Dès lors, en application des dispositions de l’article 789 du code de procédure civile dans leur nouvelle rédaction issue du décret n° 2024-673 du 3 juillet 2024, entrée en vigueur au 1er septembre 2024 et applicable aux instances en cours, il apparaît dans l’intérêt d’une bonne administration de la justice que la fin de non-recevoir soulevée par le syndicat des copropriétaires soit examinée à l’issue de l’instruction par la formation de jugement appelée à statuer sur le fond.
Les parties devront reproduire les moyens relatifs à la recevabilité dans les conclusions adressées au tribunal.
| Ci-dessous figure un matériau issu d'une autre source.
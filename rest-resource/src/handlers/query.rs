//! Pagination parameters for list operations
//!
//! List routes accept `limit` (page size) and `next` (opaque cursor) query
//! parameters:
//!
//! ```rust
//! use std::collections::HashMap;
//! use rest_resource::handlers::{ApiOperation, LimitPolicy, ListQuery};
//!
//! let mut params = HashMap::new();
//! params.insert("limit".to_string(), "5000".to_string());
//! params.insert("next".to_string(), "abc".to_string());
//!
//! let query = ListQuery::from_params(&params, LimitPolicy::default(), ApiOperation::ReadList).unwrap();
//! assert_eq!(query.limit(), 1000);
//! assert_eq!(query.cursor(), "abc");
//! ```

use std::collections::HashMap;

use super::error::{ApiError, ApiOperation};

/// Query parameter carrying the page size
pub const LIMIT_PARAM: &str = "limit";

/// Query parameter carrying the cursor
pub const CURSOR_PARAM: &str = "next";

/// Page size when the request does not name one
pub const DEFAULT_LIMIT: usize = 100;

/// Largest page size a request may ask for
pub const MAX_LIMIT: usize = 1000;

/// Default and maximum page sizes
#[derive(Debug, Clone, Copy, PartialEq, Eq)]
pub struct LimitPolicy {
    default_limit: usize,
    max_limit: usize,
}

impl LimitPolicy {
    /// Both values are forced to at least 1 and the default never exceeds the max
    pub fn new(default_limit: usize, max_limit: usize) -> Self {
        let max_limit = max_limit.max(1);
        Self {
            default_limit: default_limit.clamp(1, max_limit),
            max_limit,
        }
    }

    pub fn default_limit(&self) -> usize {
        self.default_limit
    }

    pub fn max_limit(&self) -> usize {
        self.max_limit
    }
}

impl Default for LimitPolicy {
    fn default() -> Self {
        Self::new(DEFAULT_LIMIT, MAX_LIMIT)
    }
}

/// Resolved `limit` and `next` for one request
#[derive(Debug, Clone, PartialEq, Eq)]
pub struct ListQuery {
    limit: usize,
    cursor: String,
}

impl ListQuery {
    /// Read `limit` and `next` from query parameters
    ///
    /// A missing limit takes the policy default and an oversized one is clamped
    /// to the maximum. Non-numeric or zero limits are rejected with 400.
    pub fn from_params(
        params: &HashMap<String, String>,
        policy: LimitPolicy,
        operation: ApiOperation,
    ) -> Result<Self, ApiError> {
        let limit = match params.get(LIMIT_PARAM) {
            None => policy.default_limit,
            Some(raw) => match raw.trim().parse::<usize>() {
                Ok(0) | Err(_) => {
                    return Err(ApiError::bad_request(
                        operation,
                        format!("Invalid limit '{}': expected a positive integer", raw),
                    ))
                }
                Ok(n) => n.min(policy.max_limit),
            },
        };

        let cursor = params.get(CURSOR_PARAM).cloned().unwrap_or_default();

        Ok(Self { limit, cursor })
    }

    pub fn limit(&self) -> usize {
        self.limit
    }

    /// Empty for the first page
    pub fn cursor(&self) -> &str {
        &self.cursor
    }
}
Sur les demandes accessoires
Les dépens de l’incident et leur distraction ainsi que les demandes formées au titre de l’article 700 du code de procédure civile seront réservées compte tenu de l’objet de l’incident.
PAR CES MOTIFS
Le juge de la mise en état, statuant par ordonnance contradictoire, mise à disposition au greffe et susceptible de recours,
Ordonne à la SCI CER FRANCE DEVELOPPEMENT, la SCI [Adresse 9], et à l’association « Conseil National du réseau CERFRANCE » de communiquer au syndicat des copropriétaires de l’immeuble sis [Adresse 2] à Paris 15ème le contrat de bail conclu en date du 17 juillet 1997 au profit de l’association « Conseil National du réseau CERFRANCE », accompagné des pièces qui y sont annexées, et ce dans le délai de quinze jours à compter de la signification de la présente ordonnance,
Rejette la demande de prononcé d’une astreinte,
Déboute la SCI CER FRANCE DEVELOPPEMENT, la SCI [Adresse 9], l’association « Conseil National du réseau CERFRANCE » de leurs demandes, sous astreinte, de communication de pièces,
Renvoie à la formation de jugement l’examen de la fin de non-recevoir tirée de la prescription, soulevée par le syndicat des copropriétaires de l’immeuble sis [Adresse 2] à [Localité 12],
Invite les parties à développer les moyens tirés de cette fin de non-recevoir dans leurs conclusions au fond adressées au tribunal,
Réserve les dépens et leur distraction ainsi que les demandes faites au titre de l’article 700 du code de procédure civile,
Renvoie l’affaire à l’audience de mise en état du Mardi 24 mars 2026 à 10h pour
— conclusions en défense (en reprenant les moyens tirés de cette fin de non-recevoir) à notifier au plus tard le 3 février 2026,
— conclusions en demande (en reprenant les moyens tirés de cette fin de non-recevoir) à notifier au plus tard le 17 mars 2026.